In recent years, high-frequency trading (HFT) became an extremely hot topic in capital markets around the world. Normally, HFT has the following attributes:
  • It is a kind of automatic trading strategy, which means that the trading is done by computer and there is no instance of human decision making during the buying or selling of any instrument. Some HFT systems allow traders to have some influence on it, but they can only change a few parameters of the strategy, and must allow the system to apply these parameters to the strategy making the trades.
  • The traders keep positions for a very short time. In most cases, only several seconds or minutes. Some people believe that traders should not take any position over night, while others think it is allowed. But most agree that, HFT should not keep the main parts of the position to the second day.
  • High-frequency traders only trade via electronic trading systems, not over-the-counter (OTC) markets, or any market still using outcries.
  • It uses a high-speed connection to connect to the market, so as to retrieve high-frequency market data and place orders. In most cases, HFT requires the fastest access methods for a specified market, for example, the securities exchange place.
  • Low latency is always very important for HFT. Various technologies are used for this target, including software optimization, hardware accelerators and dedicated network equipments. The time difference between an input message and corresponding order insert action has been defined as the internal response time, which is a key benchmark of latency for HFT. Recent competition has reduced it to several microseconds.
  • Unlike other low latency trading strategies, high-frequency traders normally calculate profit and Sharpe ratio on a daily basis, not just annually.
Automatic trading is a result of wide acceptance of electronic trading platforms.

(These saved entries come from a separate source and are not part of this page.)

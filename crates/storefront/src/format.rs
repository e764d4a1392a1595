//! Display helpers for products and prices.

use storefront_core::Product;

/// Markup applied to the price when upstream gives no discount.
const DEFAULT_MARKUP: f64 = 1.3;

/// At most this many feature tags are shown per card.
const MAX_FEATURES: usize = 2;

pub const TITLE_LIMIT: usize = 40;
pub const DESCRIPTION_LIMIT: usize = 70;

/// `$12.50`
pub fn format_price(price: f64) -> String {
    format!("${price:.2}")
}

/// Cut `text` to `limit` characters and mark the cut with `...`.
pub fn truncate(text: &str, limit: usize) -> String {
    match text.char_indices().nth(limit) {
        Some((cut, _)) => format!("{}...", &text[..cut]),
        None => text.to_string(),
    }
}

/// Price before the discount, or a flat markup when there is none.
pub fn original_price(price: f64, discount_percentage: Option<f64>) -> f64 {
    match discount_percentage {
        Some(discount) if discount > 0.0 && discount < 100.0 => price / (1.0 - discount / 100.0),
        _ => price * DEFAULT_MARKUP,
    }
}

/// Corner badge: the rounded discount, or "Premium".
pub fn badge(product: &Product) -> String {
    match product.discount_percentage {
        Some(discount) if discount > 0.0 => format!("{}% OFF", discount.round()),
        _ => "Premium".to_string(),
    }
}

pub fn in_stock(product: &Product) -> bool {
    product.stock.is_some_and(|stock| stock > 0)
}

pub fn stock_label(product: &Product) -> &'static str {
    if in_stock(product) { "In Stock" } else { "Limited" }
}

/// Brand, stock and rating tags, first two only.
pub fn features(product: &Product) -> Vec<String> {
    let mut features = Vec::with_capacity(3);
    if let Some(brand) = product.brand.as_deref().filter(|b| !b.is_empty()) {
        features.push(brand.to_string());
    }
    if in_stock(product) {
        features.push("In Stock".to_string());
    }
    if product.rating.rate > 4.0 {
        features.push("Top Rated".to_string());
    }
    features.truncate(MAX_FEATURES);
    features
}

/// Which of the five stars are filled.
pub fn star_fills(rate: f64) -> [bool; 5] {
    let filled = rate.floor();
    std::array::from_fn(|i| (i as f64) < filled)
}
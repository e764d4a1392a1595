//! Shared app state using Dioxus signals.

use std::sync::Arc;

use dioxus::prelude::*;
use storefront_core::{
    CartController, CartEntry, CartSummary, CatalogClient, DocumentMarkers, HttpSource, Product,
    ScopeError, StorefrontConfig, ThemeController, ThemeId, ThemeSnapshot,
};

/// Which page the app is displaying.
#[derive(Clone, Debug, PartialEq, Eq)]
pub enum Route {
    Home,
    About,
    Contact,
    Cart,
    /// Unknown path, kept for display
    NotFound(String),
}

impl Route {
    /// Links shown in the header and sidebar.
    pub const NAV: [Route; 3] = [Route::Home, Route::About, Route::Contact];

    pub fn from_path(path: &str) -> Route {
        match path.trim_end_matches('/') {
            "" => Route::Home,
            "/about" => Route::About,
            "/contact" => Route::Contact,
            "/cart" => Route::Cart,
            _ => Route::NotFound(path.to_string()),
        }
    }

    pub fn path(&self) -> &str {
        match self {
            Route::Home => "/",
            Route::About => "/about",
            Route::Contact => "/contact",
            Route::Cart => "/cart",
            Route::NotFound(path) => path,
        }
    }

    pub fn label(&self) -> &str {
        match self {
            Route::Home => "Home",
            Route::About => "About",
            Route::Contact => "Contact",
            Route::Cart => "Cart",
            Route::NotFound(_) => "Not Found",
        }
    }
}

/// Theme state provided by `ThemeProvider`.
#[derive(Clone)]
pub struct ThemeContext {
    pub controller: ThemeController,
    /// Mirrors the controller's watch channel
    pub snapshot: Signal<ThemeSnapshot>,
}

impl ThemeContext {
    pub fn current(&self) -> ThemeId {
        self.snapshot.read().active
    }

    pub fn is_transitioning(&self) -> bool {
        self.snapshot.read().is_transitioning()
    }

    pub fn set_theme(&self, theme: ThemeId) {
        self.controller.set_theme(theme);
    }
}

/// Cart state provided by `CartProvider`.
#[derive(Clone)]
pub struct CartContext {
    pub controller: CartController,
    /// Mirrors the controller's watch channel
    pub entries: Signal<Arc<Vec<CartEntry>>>,
}

impl CartContext {
    pub fn entries(&self) -> Arc<Vec<CartEntry>> {
        self.entries.read().clone()
    }

    pub fn summary(&self) -> CartSummary {
        CartSummary::of(&self.entries.read())
    }

    pub fn add_one(&self, product: Product) {
        self.controller.add_item(product, std::num::NonZeroU32::MIN);
    }

    pub fn set_quantity(&self, product_id: u64, quantity: u32) {
        self.controller.set_quantity(product_id, quantity);
    }

    pub fn remove_item(&self, product_id: u64) {
        self.controller.remove_item(product_id);
    }

    pub fn clear(&self) {
        self.controller.clear();
    }
}

/// Document markers the root element renders.
#[derive(Clone, Copy)]
pub struct DocumentContext {
    pub markers: Signal<DocumentMarkers>,
}

/// Current page.
#[derive(Clone, Copy)]
pub struct NavContext {
    pub route: Signal<Route>,
}

impl NavContext {
    pub fn current(&self) -> Route {
        self.route.read().clone()
    }

    pub fn navigate(&self, route: Route) {
        let mut signal = self.route;
        if *signal.peek() != route {
            tracing::debug!(path = route.path(), "Navigate");
            signal.set(route);
        }
    }
}

/// Long-lived services shared by every page.
#[derive(Clone)]
pub struct AppServices {
    pub config: StorefrontConfig,
    pub catalog: Arc<CatalogClient<HttpSource>>,
}

/// Theme state, or an error outside a `ThemeProvider`.
pub fn try_use_theme() -> Result<ThemeContext, ScopeError> {
    try_use_context::<ThemeContext>().ok_or_else(|| ScopeError::outside("use_theme", "ThemeProvider"))
}

/// Theme state of the enclosing `ThemeProvider`.
///
/// # Panics
///
/// Panics when called outside a `ThemeProvider`.
pub fn use_theme() -> ThemeContext {
    try_use_theme().unwrap_or_else(|e| panic!("{e}"))
}

/// Cart state, or an error outside a `CartProvider`.
pub fn try_use_cart() -> Result<CartContext, ScopeError> {
    try_use_context::<CartContext>().ok_or_else(|| ScopeError::outside("use_cart", "CartProvider"))
}

/// Cart state of the enclosing `CartProvider`.
///
/// # Panics
///
/// Panics when called outside a `CartProvider`.
pub fn use_cart() -> CartContext {
    try_use_cart().unwrap_or_else(|e| panic!("{e}"))
}

#[cfg(test)]
mod tests {
    use super::*;
    use std::sync::Mutex;

    #[test]
    fn test_route_paths() {
        assert_eq!(Route::from_path("/"), Route::Home);
        assert_eq!(Route::from_path(""), Route::Home);
        assert_eq!(Route::from_path("/about/"), Route::About);
        assert_eq!(Route::from_path("/cart"), Route::Cart);
        assert_eq!(Route::from_path("/nope"), Route::NotFound("/nope".to_string()));

        for route in Route::NAV {
            assert_eq!(Route::from_path(route.path()), route);
        }
    }

    static OUTCOME: Mutex<Vec<ScopeError>> = Mutex::new(Vec::new());

    #[component]
    fn Probe() -> Element {
        let mut outcome = OUTCOME.lock().unwrap();
        if let Err(e) = try_use_theme() {
            outcome.push(e);
        }
        if let Err(e) = try_use_cart() {
            outcome.push(e);
        }
        rsx! {}
    }

    #[test]
    fn test_hooks_outside_providers() {
        let mut dom = VirtualDom::new(Probe);
        dom.rebuild_in_place();

        let outcome = OUTCOME.lock().unwrap();
        let messages: Vec<String> = outcome.iter().map(ToString::to_string).collect();
        assert_eq!(
            messages,
            vec![
                "use_theme must be used within a ThemeProvider",
                "use_cart must be used within a CartProvider",
            ]
        );
    }
}
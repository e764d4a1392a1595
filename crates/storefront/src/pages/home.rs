//! Home page: hero, selling points and the product grid.

use dioxus::prelude::*;
use storefront_core::{FetchState, Paginator, ThemeId};

use crate::components::ProductCard;
use crate::fetch::use_products;
use crate::state::{AppServices, use_theme};

use super::{Hero, HeroCopy};

fn hero_copy(theme: ThemeId) -> HeroCopy {
    match theme {
        ThemeId::Theme1 => HeroCopy {
            title: "Discover Amazing Products",
            subtitle: "Minimalist design meets powerful functionality",
            description: "Experience our carefully curated collection of premium products with clean, modern aesthetics.",
        },
        ThemeId::Theme2 => HeroCopy {
            title: "Premium Collection",
            subtitle: "Elegance redefined for the modern professional",
            description: "Indulge in our sophisticated selection of luxury items, crafted for those who appreciate timeless design and exceptional quality.",
        },
        ThemeId::Theme3 => HeroCopy {
            title: "Fun & Vibrant Shopping! 🎉",
            subtitle: "Where color meets creativity",
            description: "Dive into our playful world of colorful products that bring joy and excitement to your everyday life!",
        },
    }
}

const FEATURES: [(&str, &str, &str); 3] = [
    ("✦", "Premium Quality", "Only the finest products make it to our collection"),
    ("⚡", "Fast Shipping", "Lightning-fast delivery to your doorstep"),
    ("♥", "Customer Love", "Thousands of happy customers worldwide"),
];

#[component]
pub fn Home() -> Element {
    let theme = use_theme().current();
    let services = use_context::<AppServices>();
    let products = use_products();
    let mut pager = use_signal(|| Paginator::new(services.config.page_size));

    match products.state() {
        FetchState::Pending => rsx! {
            div { class: "status-screen",
                div { class: "spinner" }
                p { class: "status-text", "Loading amazing products..." }
            }
        },
        FetchState::Failed(message) => rsx! {
            div { class: "status-screen",
                div { class: "card error-card",
                    div { class: "error-icon", "⚠" }
                    h2 { "Oops! Something went wrong" }
                    p { class: "muted", "{message}" }
                    button {
                        class: "button-primary",
                        onclick: move |_| {
                            pager.write().reset();
                            products.reload();
                        },
                        "Try Again"
                    }
                }
            }
        },
        FetchState::Ready(list) => {
            let total = list.len();
            let visible = list[pager.read().visible_range(total)].to_vec();
            let has_more = pager.read().has_more(total);

            rsx! {
                div { class: "page animate-fade-in",
                    Hero { theme, copy: hero_copy(theme) }

                    section {
                        h2 { class: "section-title", "Why Choose Us" }
                        div { class: "feature-grid",
                            for (icon, title, description) in FEATURES {
                                div { key: "{title}", class: "card feature-card",
                                    div { class: "feature-icon", "{icon}" }
                                    h3 { "{title}" }
                                    p { class: "muted", "{description}" }
                                }
                            }
                        }
                    }

                    section {
                        h2 { class: "section-title", "Featured Products" }
                        div { class: "product-grid",
                            for (index, product) in visible.into_iter().enumerate() {
                                {
                                    let id = product.id;
                                    rsx! {
                                        ProductCard { key: "{id}", product, index }
                                    }
                                }
                            }
                        }

                        if has_more {
                            div { class: "view-more",
                                button {
                                    class: "button-outline",
                                    onclick: move |_| pager.write().show_more(),
                                    "View More Products"
                                }
                            }
                        }
                    }
                }
            }
        }
    }
}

Compared with doing these strategies manually, automatic trading has a lot of advantages: accuracy, objectiveness, no emotion, and low cost. Therefore, it is becoming more and more popular. Any strategies that are without the feelings of traders can be converted to an automatic trading strategy. As the market grows, the trading costs become lower and lower, allowing for more high-frequency strategy to apply to the market. A trader cannot guarantee that his trades are all with positive return. However, if the strategy is correct and can be applied repeatedly in a statistically stationary way, then according to the strong ergodic theorem, the accumulated profit will be increasing at a stable rate. Therefore, all automatic traders may try to find some HFT algorithm for a large accumulated volume. So we can say that, HFT is the result of market and technological improvements.
At the end of the last century, electronic trading platforms have become the main trading media for the US and European exchanges. HFT was created by proprietary trading firms, hedge funds and investment banks. As HFT achieved higher profit rates and stable performances, more and more institutional investors started to use it. It became so popular that in 2009, 73% of the US equity trading volume was made by HFT firms, accounting for only 2% of 20,000 funds [15].

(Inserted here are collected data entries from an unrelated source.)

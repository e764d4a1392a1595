//! File-backed key-value store
//!
//! All keys live in one JSON object file. The file is read once when the
//! store opens and rewritten in full after every mutation, so a crash
//! leaves either the previous or the new contents on disk.

use std::collections::BTreeMap;
use std::fs;
use std::io::Write;
use std::path::{Path, PathBuf};

use parking_lot::Mutex;
use tracing::{debug, info, warn};

use super::KeyValueStore;
use crate::error::StoreError;

/// Name of the backing file inside the data directory
pub const STORE_FILE_NAME: &str = "local-storage.json";

/// Persistent implementation of [`KeyValueStore`]
#[derive(Debug)]
pub struct FileStore {
    /// Path to the JSON file
    path: PathBuf,
    /// In-memory copy of the file contents
    values: Mutex<BTreeMap<String, String>>,
}

impl FileStore {
    /// Open (or create) the store inside `data_dir`
    ///
    /// A missing file starts empty. A file that cannot be parsed is logged
    /// and also treated as empty; it is overwritten on the next write.
    pub fn open(data_dir: impl AsRef<Path>) -> Result<Self, StoreError> {
        let data_dir = data_dir.as_ref();
        fs::create_dir_all(data_dir)?;

        let path = data_dir.join(STORE_FILE_NAME);
        let values = Self::load(&path)?;

        info!(path = ?path, keys = values.len(), "Opened file store");

        Ok(Self {
            path,
            values: Mutex::new(values),
        })
    }

    /// Path of the backing file
    pub fn path(&self) -> &Path {
        &self.path
    }

    fn load(path: &Path) -> Result<BTreeMap<String, String>, StoreError> {
        if !path.exists() {
            debug!(path = ?path, "No existing store file, starting fresh");
            return Ok(BTreeMap::new());
        }

        let raw = fs::read_to_string(path)?;
        if raw.trim().is_empty() {
            return Ok(BTreeMap::new());
        }

        match serde_json::from_str::<BTreeMap<String, String>>(&raw) {
            Ok(values) => Ok(values),
            Err(e) => {
                warn!(path = ?path, error = %e, "Store file is malformed, ignoring its contents");
                Ok(BTreeMap::new())
            }
        }
    }

    fn flush(&self, values: &BTreeMap<String, String>) -> Result<(), StoreError> {
        let json = serde_json::to_string_pretty(values)
            .map_err(|e| StoreError::serialization(e.to_string()))?;

        let tmp_path = self.path.with_extension("json.tmp");
        {
            let mut file = fs::File::create(&tmp_path)?;
            file.write_all(json.as_bytes())?;
            file.sync_all()?;
        }
        fs::rename(&tmp_path, &self.path)?;
        Ok(())
    }
}

impl KeyValueStore for FileStore {
    fn get(&self, key: &str) -> Option<String> {
        self.values.lock().get(key).cloned()
    }

    fn set(&self, key: &str, value: &str) -> Result<(), StoreError> {
        let mut values = self.values.lock();
        values.insert(key.to_string(), value.to_string());
        debug!(key, bytes = value.len(), "Writing store file");
        self.flush(&values)
    }

    fn remove(&self, key: &str) -> Result<(), StoreError> {
        let mut values = self.values.lock();
        if values.remove(key).is_none() {
            return Ok(());
        }
        self.flush(&values)
    }
}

Like any new financial tools, the HFT comes with a considerable amount of controversy. Recall the discussion about the greedy usurer in the middle ages, and the consequence of South Sea Bubble on the London Stock Market, the cases are somewhat similar to what is happening for HFT.
In this book, we first discuss some classical program trading based on the Chinese futures market. The classical program trading is a trade of a basket of assets which is executed by a computer program (accurate to the level of microseconds) based on a predetermined algorithm. There have been essentially two reasons to use this type of program trading:
(a) When one desires to trade several stocks or futures at the same time (for example, when a mutual fund receives an influx of money, it will use that money to increase its holdings in the multiple stocks on which the fund is based);
(b) When one wishes to arbitrage temporary price discrepancies between related financial instruments, such as between an index and its constituent parts.
Probability theory and statistics are deeply involved in the two types of trading mentioned above, because of the existence of the time gap (although only relevant for a few seconds) between the exchange platform sending out the current bid-ask information and receiving traders’ order. The main difficulty is that a high-frequency trader may take a loss if his orders have been only partially executed. Therefore, a successful trader should design an algorithm such that his profits may be related to an ergodic stationary process with a positive mean so that the strong ergodic theorem assures the accumulated profitability increasing in a stable manner.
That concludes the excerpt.